ガネッシュの主張は、①9月のAUKUS原潜合意の後「英語圏」の国々を結びつけるものは何かと考えてきたが、それは言語ではなく、海洋に囲まれ、隣に大国がいないという地理的幸運だと感じるようになった、②英語圏の国々が他の世界と相違するのは、偶然の地理的独立(地理的に離れていること)であるが、それが他国に対してこれらの国を無理解にしているということであろう。英語圏の国々は、欧州大陸の国々や恐らく中国、ロシア、アジアの地理的幸運に恵まれない国の状況を理解する必要があると言う。
ガネッシュが9月のAUKUS結成を英語圏同盟(アングロサクソン同盟と言っても良いだろう)と見て、それを結びつけるのは言語ではなく、地理的幸運だとするのは興味深い。しかし、それは意図したというよりも結果論であろう。偶々関係三国の利害が一致したと理解すべきであろう。
英国はグローバル・ブリテンを早く具現したい、今後ますますコストのかかる原潜維持負担をできれば英豪合体化で合理化したい、豪州はフランスによる通常推進潜水艦の建造がうまく進まない問題を早急に解決したい、米国は対中戦略上、米英豪の原潜能力を強化したい、経済上のメリットもありうるなどの動機を持っていたと考えられる。

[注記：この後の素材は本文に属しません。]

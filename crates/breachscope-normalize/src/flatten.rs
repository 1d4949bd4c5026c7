//! Recursive flattener: turns a located node into an ordered list of breach names.
//!
//! Every node kind degrades gracefully. The only failure is the depth guard,
//! which protects against hostile payloads nested past any real response.

use crate::error::{NormalizeError, Result};
use breachscope_core::BreachName;
use serde_json::{Map, Value};

/// Record fields that may carry a breach name, in priority order.
pub const NAME_FIELDS: &[&str] = &["breach", "name", "domain", "site", "Name", "Breach", "title"];

/// Default nesting limit for [`Flattener::default`].
pub const DEFAULT_MAX_DEPTH: usize = 64;

#[derive(Debug, Clone, Copy, PartialEq, Eq)]
pub struct Flattener {
    max_depth: usize,
}

impl Default for Flattener {
    fn default() -> Self {
        Self::new(DEFAULT_MAX_DEPTH)
    }
}

impl Flattener {
    /// `max_depth` counts nested lists and objects below the starting node.
    #[must_use]
    pub fn new(max_depth: usize) -> Self {
        Self { max_depth }
    }

    /// Flatten `node` into breach names, preserving order and duplicates.
    ///
    /// # Errors
    /// Returns [`NormalizeError::DepthExceeded`] when nesting exceeds the limit.
    pub fn flatten(&self, node: &Value) -> Result<Vec<BreachName>> {
        let mut names = Vec::new();
        self.flatten_node(node, 0, &mut names)?;
        Ok(names)
    }

    fn flatten_node(&self, node: &Value, depth: usize, out: &mut Vec<BreachName>) -> Result<()> {
        if depth > self.max_depth {
            return Err(NormalizeError::DepthExceeded {
                limit: self.max_depth,
            });
        }

        match node {
            Value::String(s) => push_name(out, s.clone()),
            Value::Array(items) => {
                for item in items {
                    self.flatten_item(item, depth, out)?;
                }
            }
            Value::Object(map) => {
                // Only list and string values count at object level.
                for value in map.values() {
                    match value {
                        Value::Array(_) => self.flatten_node(value, depth + 1, out)?,
                        Value::String(s) => push_name(out, s.clone()),
                        _ => {}
                    }
                }
            }
            Value::Null | Value::Bool(_) | Value::Number(_) => {}
        }
        Ok(())
    }

    fn flatten_item(&self, item: &Value, depth: usize, out: &mut Vec<BreachName>) -> Result<()> {
        match item {
            Value::String(s) => push_name(out, s.clone()),
            Value::Array(_) => self.flatten_node(item, depth + 1, out)?,
            Value::Object(record) => push_name(out, record_name(record, item)),
            Value::Null => {}
            Value::Bool(_) | Value::Number(_) => push_name(out, item.to_string()),
        }
        Ok(())
    }
}

/// Resolve a record object to a display name.
///
/// Falls back to the compact JSON of the whole record so it is never dropped.
fn record_name(record: &Map<String, Value>, whole: &Value) -> String {
    NAME_FIELDS
        .iter()
        .filter_map(|field| record.get(*field))
        .filter(|value| is_truthy(value))
        .map(display_string)
        .find(|name| !name.trim().is_empty())
        .unwrap_or_else(|| whole.to_string())
}

fn display_string(value: &Value) -> String {
    match value {
        Value::String(s) => s.clone(),
        other => other.to_string(),
    }
}

/// Empty strings, zero, `false`, null and empty containers do not name a record.
#[allow(clippy::float_cmp)]
fn is_truthy(value: &Value) -> bool {
    match value {
        Value::Null => false,
        Value::Bool(b) => *b,
        Value::Number(n) => n.as_f64().map_or(true, |f| f != 0.0),
        Value::String(s) => !s.is_empty(),
        Value::Array(items) => !items.is_empty(),
        Value::Object(map) => !map.is_empty(),
    }
}

fn push_name(out: &mut Vec<BreachName>, name: String) {
    if let Some(name) = BreachName::new(name) {
        out.push(name);
    }
}
//! Breachscope Core - Foundation crate for the Breachscope breach checker.
//!
//! This crate provides shared types, error handling and configuration
//! management that all other Breachscope crates depend on.
//!
//! # Modules
//!
//! - [`error`] - Central error types using thiserror
//! - [`config`] - TOML-based configuration with XDG paths
//! - [`types`] - Shared newtypes (`EmailAddress`, `BreachName`, `Timestamp`)
//!
//! # Example
//!
//! ```rust
//! use breachscope_core::{AppConfig, EmailAddress};
//!
//! # fn main() -> Result<(), Box<dyn std::error::Error>> {
//! let config = AppConfig::default();
//! assert_eq!(config.lookup.timeout_secs, 15);
//!
//! let email = EmailAddress::parse("  Someone@Example.com ")?;
//! assert_eq!(email.as_str(), "someone@example.com");
//! # Ok(())
//! # }
//! ```

#![warn(missing_docs)]
#![warn(clippy::all)]
#![warn(clippy::pedantic)]
#![allow(clippy::module_name_repetitions)]
#![allow(clippy::missing_errors_doc)]
#![allow(clippy::missing_panics_doc)]

pub mod config;
pub mod error;
pub mod types;

// Re-export commonly used types
pub use config::{AppConfig, LookupConfig, NormalizeConfig, OutputConfig};
pub use error::{BreachscopeError, ConfigError, ConfigResult};
pub use types::{BreachName, EmailAddress, Timestamp};
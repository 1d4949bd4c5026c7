//! Check orchestration: validate, look up, normalize, decide.

use crate::client::{BreachLookup, LookupOutcome};
use crate::error::CheckError;
use breachscope_core::{EmailAddress, Timestamp};
use breachscope_normalize::{NormalizeError, NormalizedResult, Normalizer};
use serde::Serialize;
use serde_json::Value;
use tracing::{debug, info, warn};

/// Conclusion of one check.
///
/// `Undetermined` is kept apart from `Safe` even though the text report
/// renders both the same way by default.
#[derive(Debug, Clone, PartialEq, Eq, Serialize)]
#[serde(tag = "status", rename_all = "snake_case")]
pub enum Verdict {
    /// No breaches listed for the address.
    Safe,
    /// The address appears in at least one breach.
    Exposed {
        /// Breach names and their count
        #[serde(flatten)]
        result: NormalizedResult,
    },
    /// The service answered but its payload could not be read.
    Undetermined {
        /// Why normalization failed
        reason: String,
    },
}

impl Verdict {
    /// Turn a normalization outcome into a verdict.
    #[must_use]
    pub fn from_normalization(outcome: Result<NormalizedResult, NormalizeError>) -> Self {
        match outcome {
            Ok(result) if result.is_empty() => Self::Safe,
            Ok(result) => Self::Exposed { result },
            Err(err) => {
                warn!(error = %err, "could not normalize lookup response");
                Self::Undetermined {
                    reason: err.to_string(),
                }
            }
        }
    }

    /// Number of breaches found; zero unless exposed.
    #[must_use]
    pub fn breach_count(&self) -> usize {
        match self {
            Self::Exposed { result } => result.count(),
            Self::Safe | Self::Undetermined { .. } => 0,
        }
    }
}

/// Result of checking one address.
#[derive(Debug, Clone, Serialize)]
pub struct CheckReport {
    /// Normalized address that was checked
    pub email: EmailAddress,
    /// What the check concluded
    #[serde(flatten)]
    pub verdict: Verdict,
    /// When the check finished
    pub checked_at: Timestamp,
}

impl CheckReport {
    /// Create a report stamped with the current time.
    #[must_use]
    pub fn new(email: EmailAddress, verdict: Verdict) -> Self {
        Self {
            email,
            verdict,
            checked_at: Timestamp::now(),
        }
    }
}

/// Runs a complete breach check against a [`BreachLookup`].
pub struct BreachChecker<L> {
    lookup: L,
    normalizer: Normalizer,
}

impl<L: BreachLookup> BreachChecker<L> {
    /// Create a checker from a lookup backend and a normalizer.
    pub fn new(lookup: L, normalizer: Normalizer) -> Self {
        Self { lookup, normalizer }
    }

    /// Check `raw_email` as typed by the user.
    ///
    /// The address is trimmed, lower-cased and validated before any request.
    /// A "not found" answer is safe without touching the normalizer.
    pub async fn check(&self, raw_email: &str) -> Result<CheckReport, CheckError> {
        let email = EmailAddress::parse(raw_email)?;
        info!(service = self.lookup.service_name(), "checking address");

        let verdict = match self.lookup.check_email(&email).await? {
            LookupOutcome::NotFound => {
                debug!("address not listed by lookup service");
                Verdict::Safe
            }
            LookupOutcome::Found(payload) => self.check_payload(&payload),
        };

        info!(breaches = verdict.breach_count(), "check finished");
        Ok(CheckReport::new(email, verdict))
    }

    /// Decide the verdict for an already decoded payload.
    #[must_use]
    pub fn check_payload(&self, payload: &Value) -> Verdict {
        Verdict::from_normalization(self.normalizer.normalize(payload))
    }
}
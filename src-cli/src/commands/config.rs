use super::Outcome;
use crate::cli::ConfigCommands;
use anyhow::Context;
use breachscope_core::AppConfig;
use std::path::{Path, PathBuf};

/// Resolve the config file location: the explicit path if given, else XDG.
pub fn config_file(path_override: Option<&Path>) -> anyhow::Result<PathBuf> {
    match path_override {
        Some(path) => Ok(path.to_path_buf()),
        None => Ok(AppConfig::config_path()?),
    }
}

/// Print the effective configuration.
pub fn show(config: &AppConfig) -> anyhow::Result<Outcome> {
    let toml = toml::to_string_pretty(config).context("failed to serialize configuration")?;
    Ok(Outcome::stdout(toml))
}

/// Run the path-only actions, which must work without a loadable config.
pub fn run_without_config(
    action: &ConfigCommands,
    path_override: Option<&Path>,
) -> anyhow::Result<Option<Outcome>> {
    match action {
        ConfigCommands::Show => Ok(None),
        ConfigCommands::Path => {
            let path = config_file(path_override)?;
            Ok(Some(Outcome::stdout(format!("{}\n", path.display()))))
        }
        ConfigCommands::Init { force } => {
            let path = config_file(path_override)?;
            if path.exists() && !force {
                anyhow::bail!(
                    "config file already exists at {} (use --force to overwrite)",
                    path.display()
                );
            }
            AppConfig::default()
                .save_to(&path)
                .with_context(|| format!("failed to write {}", path.display()))?;
            tracing::info!("Wrote default config to {}", path.display());
            Ok(Some(Outcome::stdout(format!(
                "Wrote default config to {}\n",
                path.display()
            ))))
        }
    }
}

#[cfg(test)]
mod tests {
    use super::*;
    use tempfile::TempDir;

    #[test]
    fn test_init_then_refuse_overwrite() {
        let tmp = TempDir::new().expect("create temp dir");
        let path = tmp.path().join("config.toml");

        let outcome = run_without_config(&ConfigCommands::Init { force: false }, Some(&path))
            .expect("init config")
            .expect("init produces output");
        assert!(outcome.output.starts_with("Wrote default config"));
        assert!(AppConfig::load_from(&path).is_ok());

        let err = run_without_config(&ConfigCommands::Init { force: false }, Some(&path))
            .expect_err("second init should refuse");
        assert!(err.to_string().contains("already exists"));

        assert!(run_without_config(&ConfigCommands::Init { force: true }, Some(&path)).is_ok());
    }

    #[test]
    fn test_path_uses_override() {
        let outcome = run_without_config(&ConfigCommands::Path, Some(Path::new("/tmp/custom.toml")))
            .expect("path")
            .expect("path produces output");
        assert_eq!(outcome.output, "/tmp/custom.toml\n");
    }

    #[test]
    fn test_show_needs_config() {
        assert!(run_without_config(&ConfigCommands::Show, None)
            .expect("show defers")
            .is_none());

        let outcome = show(&AppConfig::default()).expect("show");
        assert!(outcome.output.contains("[lookup]"));
        assert!(outcome.output.contains("max_depth = 64"));
    }
}
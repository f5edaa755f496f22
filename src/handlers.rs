use actix_web::{get, post, web, HttpRequest, HttpResponse};
use std::sync::atomic::{AtomicUsize, Ordering};
use std::sync::Arc;

use crate::keys::{CursorType, Key};
use crate::models::{
    ApiError, HealthResponse, StatusResponse, WatchEventOptions, WatchEventResp,
    MAX_CONCURRENT_WATCHES, PROJECT_ID, REQUEST_ID_HEADER,
};
use crate::redis_db::RedisDb;
use crate::watch::{watch_from_now, watch_with_cursor, watch_with_start_from};
use crate::AppState;

pub(crate) async fn require_db(state: &AppState) -> Result<Arc<RedisDb>, ApiError> {
    state
        .db
        .read()
        .await
        .clone()
        .ok_or(ApiError::CacheUnavailable)
}

fn request_id(req: &HttpRequest) -> String {
    req.headers()
        .get(REQUEST_ID_HEADER)
        .and_then(|v| v.to_str().ok())
        .filter(|s| !s.is_empty())
        .unwrap_or("-")
        .to_string()
}

/// Watch a resource's event chain.
///
/// Dispatches on client intent: a cursor long-polls the chain strictly after
/// it, a starting timestamp scans the retained range, and an empty body
/// watches from now. Responses are always HTTP 200; failures carry the
/// error envelope in the body.
#[utoipa::path(
    post,
    path = "/watch/event/{resource}",
    params(
        ("resource" = String, Path, description = "Watched resource name, e.g. host or host_relation")
    ),
    request_body = WatchEventOptions,
    responses(
        (status = 200, description = "Matched events, or a one-element miss list; errors carry the envelope body", body = Vec<WatchEventResp>),
    ),
    tag = "watch"
)]
#[post("/watch/event/{resource}")]
pub async fn watch_event_handler(
    path: web::Path<String>,
    body: web::Bytes,
    app_state: web::Data<AppState>,
    req: HttpRequest,
) -> Result<HttpResponse, ApiError> {
    let rid = request_id(&req);

    let resource = CursorType::from_path(&path).inspect_err(|_| {
        tracing::error!(target: PROJECT_ID, rid = %rid, resource = %path.as_str(), "unknown watch resource");
    })?;
    let opts: WatchEventOptions = serde_json::from_slice(&body).map_err(|error| {
        tracing::error!(target: PROJECT_ID, rid = %rid, %error, "decode watch request body failed");
        ApiError::JsonDecodeFailed(error.to_string())
    })?;
    opts.validate().inspect_err(|error| {
        tracing::error!(target: PROJECT_ID, rid = %rid, %error, "invalid watch request options");
    })?;
    let key = Key::new(resource);

    // Atomically claim a watch slot; rollback if over limit. Long polls hold
    // their connection for up to the deadline, so admission is capped.
    let prev = app_state.watch_count.fetch_add(1, Ordering::Relaxed);
    if prev >= MAX_CONCURRENT_WATCHES {
        app_state.watch_count.fetch_sub(1, Ordering::Relaxed);
        return Err(ApiError::ServerBusy);
    }
    let _guard = WatchGuard(Arc::clone(&app_state.watch_count));

    let db = require_db(&app_state).await?;

    tracing::info!(
        target: PROJECT_ID,
        rid = %rid,
        resource = %resource,
        cursor = %opts.cursor,
        start_from = opts.start_from,
        "POST /watch/event"
    );

    let events = if !opts.cursor.is_empty() {
        watch_with_cursor(db.as_ref(), &key, &opts, &rid).await?
    } else if opts.start_from != 0 {
        watch_with_start_from(db.as_ref(), &key, &opts, &rid).await?
    } else {
        // from-now is a single response; the list shape is kept for
        // transport uniformity
        vec![watch_from_now(db.as_ref(), &key, &opts, &rid).await?]
    };

    Ok(HttpResponse::Ok().json(events))
}

/// RAII guard that releases the watch slot when the request future drops,
/// including on client disconnect mid-poll.
struct WatchGuard(Arc<AtomicUsize>);
impl Drop for WatchGuard {
    fn drop(&mut self) {
        self.0.fetch_sub(1, Ordering::Relaxed);
    }
}

/// Health check endpoint
#[utoipa::path(
    get,
    path = "/health",
    responses(
        (status = 200, description = "Service is healthy", body = HealthResponse),
        (status = 503, description = "Cache unavailable", body = HealthResponse)
    ),
    tag = "health"
)]
#[get("/health")]
pub async fn health_check(app_state: web::Data<AppState>) -> Result<HttpResponse, ApiError> {
    let db = app_state.db.read().await.clone();
    match db.as_ref() {
        Some(db) => match db.health_check().await {
            Ok(_) => Ok(HttpResponse::Ok().json(HealthResponse {
                status: "ok".to_string(),
                cache: None,
            })),
            Err(e) => {
                tracing::warn!(target: PROJECT_ID, error = %e, "health check failed");
                Ok(HttpResponse::ServiceUnavailable().json(HealthResponse {
                    status: "degraded".to_string(),
                    cache: Some("unavailable".to_string()),
                }))
            }
        },
        None => Ok(HttpResponse::ServiceUnavailable().json(HealthResponse {
            status: "degraded".to_string(),
            cache: Some("unavailable".to_string()),
        })),
    }
}

/// Service status: cache connectivity and server time
#[utoipa::path(
    get,
    path = "/status",
    responses(
        (status = 200, description = "Service status", body = StatusResponse),
    ),
    tag = "health"
)]
#[get("/status")]
pub async fn status_handler(app_state: web::Data<AppState>) -> HttpResponse {
    let cache_connected = app_state.db.read().await.is_some();
    HttpResponse::Ok().json(StatusResponse {
        cache_connected,
        timestamp: chrono::Utc::now().to_rfc3339(),
    })
}
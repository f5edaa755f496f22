use serde::{Deserialize, Serialize};
use std::fmt;

use crate::models::ApiError;

/// Retention window of a cursor chain. Ingestion expires nodes and details on
/// this schedule; `bk_start_from` values older than `now - ttl` on an empty
/// chain are rejected as out of range.
pub const DEFAULT_CHAIN_TTL_SECS: i64 = 3 * 60 * 60;

const WATCH_CACHE_PREFIX: &str = "ew:watch";

/// Stable cursor value carried by the head sentinel node.
const HEAD_CURSOR: &str = "head";
/// Stable cursor value carried by the tail sentinel node.
const TAIL_CURSOR: &str = "tail";

/// The set of watchable resources. The wire form is the snake_case name,
/// bound from the URL path of the watch endpoint.
#[derive(Debug, Clone, Copy, PartialEq, Eq, Hash, Serialize, Deserialize, utoipa::ToSchema)]
#[serde(rename_all = "snake_case")]
pub enum CursorType {
    Host,
    HostRelation,
    Biz,
    Set,
    Module,
    Process,
}

impl CursorType {
    pub fn as_str(&self) -> &'static str {
        match self {
            CursorType::Host => "host",
            CursorType::HostRelation => "host_relation",
            CursorType::Biz => "biz",
            CursorType::Set => "set",
            CursorType::Module => "module",
            CursorType::Process => "process",
        }
    }

    /// Resolve the path parameter of the watch endpoint.
    pub fn from_path(resource: &str) -> Result<Self, ApiError> {
        match resource {
            "host" => Ok(CursorType::Host),
            "host_relation" => Ok(CursorType::HostRelation),
            "biz" => Ok(CursorType::Biz),
            "set" => Ok(CursorType::Set),
            "module" => Ok(CursorType::Module),
            "process" => Ok(CursorType::Process),
            other => Err(ApiError::InputInvalid(format!(
                "unknown watch resource: {other}"
            ))),
        }
    }
}

impl fmt::Display for CursorType {
    fn fmt(&self, f: &mut fmt::Formatter) -> fmt::Result {
        f.write_str(self.as_str())
    }
}

/// Per-resource namespace of one cursor chain. Derives every cache key the
/// walker needs; the watch service never writes through it.
#[derive(Debug, Clone, PartialEq, Eq)]
pub struct Key {
    resource: CursorType,
    namespace: String,
    ttl_secs: i64,
}

impl Key {
    pub fn new(resource: CursorType) -> Self {
        Self {
            resource,
            namespace: format!("{WATCH_CACHE_PREFIX}:{}", resource.as_str()),
            ttl_secs: DEFAULT_CHAIN_TTL_SECS,
        }
    }

    pub fn resource(&self) -> CursorType {
        self.resource
    }

    /// Log label for this chain.
    pub fn namespace(&self) -> &str {
        &self.namespace
    }

    /// Cursor value of the head sentinel. When a chain is empty the head
    /// sentinel's `next_cursor` equals `tail_key()` and vice versa.
    pub fn head_key(&self) -> &'static str {
        HEAD_CURSOR
    }

    /// Cursor value of the tail sentinel.
    pub fn tail_key(&self) -> &'static str {
        TAIL_CURSOR
    }

    /// Cache key holding the chain node blob for a cursor.
    pub fn node_key(&self, cursor: &str) -> String {
        format!("{}:node:{cursor}", self.namespace)
    }

    /// Cache key holding the event detail payload for a cursor.
    pub fn detail_key(&self, cursor: &str) -> String {
        format!("{}:detail:{cursor}", self.namespace)
    }

    pub fn ttl_seconds(&self) -> i64 {
        self.ttl_secs
    }
}
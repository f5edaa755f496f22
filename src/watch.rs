use serde_json::value::RawValue;
use tokio::time::{sleep, Instant};

use crate::keys::Key;
use crate::models::{
    cut_json_fields, hit_nodes_with_event_type, ApiError, ChainNode, WatchEventOptions,
    WatchEventResp, EVENT_STEP, LOOP_INTERVAL, NO_EVENT_CURSOR, PROJECT_ID, TIMEOUT_WATCH_LOOP,
};
use crate::redis_db::{ChainStore, StoreError};

/// Long-poll the chain strictly after the client's cursor. Returns matched
/// events as soon as a round hits; otherwise holds the request until the
/// deadline and hands back a resumable cursor (or `NoEventCursor` when the
/// chain had nothing at all).
pub(crate) async fn watch_with_cursor<S: ChainStore>(
    store: &S,
    key: &Key,
    opts: &WatchEventOptions,
    rid: &str,
) -> Result<Vec<WatchEventResp>, ApiError> {
    let start_cursor = if opts.cursor == NO_EVENT_CURSOR {
        // the previous round saw no events at all; resume from the head so
        // nothing appended since then is missed
        key.head_key().to_string()
    } else {
        opts.cursor.clone()
    };

    let start = Instant::now();
    loop {
        // each round re-scans from the original cursor so appends that land
        // mid-poll become visible
        let nodes = store
            .get_nodes_from_cursor(EVENT_STEP, &start_cursor, key)
            .await
            .map_err(|e| store_error(e, "watch with cursor: fetch window failed", rid))?;

        if nodes.is_empty() {
            if start.elapsed() > TIMEOUT_WATCH_LOOP {
                tracing::debug!(
                    target: PROJECT_ID,
                    rid,
                    cursor = %opts.cursor,
                    "no event found in the chain before the deadline"
                );
                return Ok(vec![WatchEventResp::miss(key.resource())]);
            }
            sleep(LOOP_INTERVAL).await;
            continue;
        }

        let hit = hit_nodes_with_event_type(&nodes, &opts.event_types);
        if !hit.is_empty() {
            tracing::debug!(
                target: PROJECT_ID,
                rid,
                namespace = %key.namespace(),
                hits = hit.len(),
                "events hit, returning immediately"
            );
            return events_with_cursor_nodes(store, key, opts, &hit, rid).await;
        }

        if start.elapsed() > TIMEOUT_WATCH_LOOP {
            // nothing matched before the deadline; return the last observed
            // cursor with a null detail so the next call resumes after it
            if let Some(last) = nodes.last() {
                return Ok(vec![WatchEventResp {
                    cursor: last.cursor.clone(),
                    resource: key.resource(),
                    detail: None,
                }]);
            }
        }
        sleep(LOOP_INTERVAL).await;
    }
}

/// Serve a wall-clock starting timestamp: gate it against the chain's
/// retained range, then scan from the head for the first events at or after
/// the requested second.
pub(crate) async fn watch_with_start_from<S: ChainStore>(
    store: &S,
    key: &Key,
    opts: &WatchEventOptions,
    rid: &str,
) -> Result<Vec<WatchEventResp>, ApiError> {
    let (head_target, tail_target) = store
        .get_head_tail_target_nodes(key)
        .await
        .map_err(|e| store_error(e, "watch with start from: fetch chain targets failed", rid))?;

    // chain with no real events: the targets are the sentinels themselves.
    // A lone real node's next pointer also equals the tail cursor, so test
    // sentinel identity rather than the next pointer.
    if head_target.cursor == key.head_key() || tail_target.cursor == key.tail_key() {
        let diff = now_unix() - opts.start_from;
        if diff < 0 || diff > key.ttl_seconds() {
            return Err(ApiError::StartFromOutOfRange);
        }
        // in range but nothing retained yet; the scan reports the miss
        return scan_from_head(store, key, opts, rid).await;
    }

    // requested time precedes retained history
    if head_target.cluster_time.sec > opts.start_from {
        return Err(ApiError::StartFromTooSmall);
    }

    // requested time is ahead of the live edge, degrade to from-now
    if tail_target.cluster_time.sec < opts.start_from {
        let latest = watch_from_now(store, key, opts, rid).await?;
        return Ok(vec![latest]);
    }

    scan_from_head(store, key, opts, rid).await
}

async fn scan_from_head<S: ChainStore>(
    store: &S,
    key: &Key,
    opts: &WatchEventOptions,
    rid: &str,
) -> Result<Vec<WatchEventResp>, ApiError> {
    let mut next_cursor = key.head_key().to_string();
    let start = Instant::now();
    loop {
        if start.elapsed() > TIMEOUT_WATCH_LOOP {
            tracing::error!(
                target: PROJECT_ID,
                rid,
                start_from = opts.start_from,
                namespace = %key.namespace(),
                "scanning the cursor chain exceeded the time budget"
            );
            return Err(ApiError::BackendError);
        }

        let nodes = store
            .get_nodes_from_cursor(EVENT_STEP, &next_cursor, key)
            .await
            .map_err(|e| store_error(e, "watch with start from: fetch window failed", rid))?;

        if nodes.is_empty() {
            // the tail sentinel should always be reachable; report a miss but
            // flag the chain state
            tracing::warn!(
                target: PROJECT_ID,
                rid,
                namespace = %key.namespace(),
                "no nodes found scanning the chain, sentinel state may be inconsistent"
            );
            return Ok(vec![WatchEventResp::miss(key.resource())]);
        }

        let hit = hit_nodes_with_event_type(&nodes, &opts.event_types);
        let matched: Vec<ChainNode> = hit
            .into_iter()
            .filter(|node| node.cluster_time.sec >= opts.start_from)
            .collect();
        if !matched.is_empty() {
            return events_with_cursor_nodes(store, key, opts, &matched, rid).await;
        }

        let Some(last) = nodes.last() else {
            return Ok(vec![WatchEventResp::miss(key.resource())]);
        };

        if last.next_cursor == key.tail_key() {
            // scanned to the end without a match; return the last cursor so
            // the client resumes here instead of re-scanning from the head
            let detail = store
                .get_detail(&key.detail_key(&last.cursor))
                .await
                .map_err(|e| store_error(e, "watch with start from: fetch last detail failed", rid))?;
            return Ok(vec![WatchEventResp {
                cursor: last.cursor.clone(),
                resource: key.resource(),
                detail: Some(raw_detail(detail, rid)?),
            }]);
        }

        next_cursor = last.cursor.clone();
    }
}

/// Serve "from now": the newest retained event if it matches the requested
/// types, a miss otherwise. The handler wraps the single response in a list.
pub(crate) async fn watch_from_now<S: ChainStore>(
    store: &S,
    key: &Key,
    opts: &WatchEventOptions,
    rid: &str,
) -> Result<WatchEventResp, ApiError> {
    let latest = store
        .get_latest_event_detail(key)
        .await
        .map_err(|e| store_error(e, "watch from now: fetch latest event failed", rid))?;

    let Some((node, detail)) = latest else {
        return Ok(WatchEventResp::miss(key.resource()));
    };

    let hit = hit_nodes_with_event_type(std::slice::from_ref(&node), &opts.event_types);
    if hit.is_empty() {
        return Ok(WatchEventResp::miss(key.resource()));
    }

    let cut = cut_json_fields(detail, &opts.fields);
    Ok(WatchEventResp {
        cursor: node.cursor,
        resource: key.resource(),
        detail: Some(raw_detail(cut, rid)?),
    })
}

/// Fetch the details of the hit nodes in one pipelined round trip and
/// assemble the response list in chain order.
async fn events_with_cursor_nodes<S: ChainStore>(
    store: &S,
    key: &Key,
    opts: &WatchEventOptions,
    hit: &[ChainNode],
    rid: &str,
) -> Result<Vec<WatchEventResp>, ApiError> {
    let detail_keys: Vec<String> = hit.iter().map(|n| key.detail_key(&n.cursor)).collect();
    let details = store
        .get_details(&detail_keys)
        .await
        .map_err(|e| store_error(e, "pipelined event detail fetch failed", rid))?;

    let mut resp = Vec::with_capacity(hit.len());
    for (node, detail) in hit.iter().zip(details) {
        let cut = cut_json_fields(detail, &opts.fields);
        resp.push(WatchEventResp {
            cursor: node.cursor.clone(),
            resource: key.resource(),
            detail: Some(raw_detail(cut, rid)?),
        });
    }
    Ok(resp)
}

fn raw_detail(detail: String, rid: &str) -> Result<Box<RawValue>, ApiError> {
    RawValue::from_string(detail).map_err(|error| {
        tracing::error!(target: PROJECT_ID, rid, %error, "stored event detail is not valid JSON");
        ApiError::BackendError
    })
}

fn store_error(error: StoreError, what: &str, rid: &str) -> ApiError {
    match error {
        StoreError::CursorNotFound(cursor) => {
            tracing::warn!(target: PROJECT_ID, rid, %cursor, "{what}: cursor is not resolvable");
            ApiError::InputInvalid("cursor is unknown or has expired".to_string())
        }
        StoreError::Backend(error) => {
            tracing::error!(target: PROJECT_ID, rid, %error, "{what}");
            ApiError::BackendError
        }
    }
}

fn now_unix() -> i64 {
    std::time::SystemTime::now()
        .duration_since(std::time::UNIX_EPOCH)
        .map(|d| d.as_secs() as i64)
        .unwrap_or(0)
}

だからと言って、AUKUS結成に地政学が全く無関係だったとは言えない。広い意味で中国に対する地政学上の配慮は強くあったし、民主的国際秩序の保護という利益の配慮も強くあった。ガネッシュの考えは面白いが、狭くなった今日の世界では「地理的幸運」に安閑としているわけにはいかず、国際政治は依然として「地理」と「利益」で動くということではないだろうか。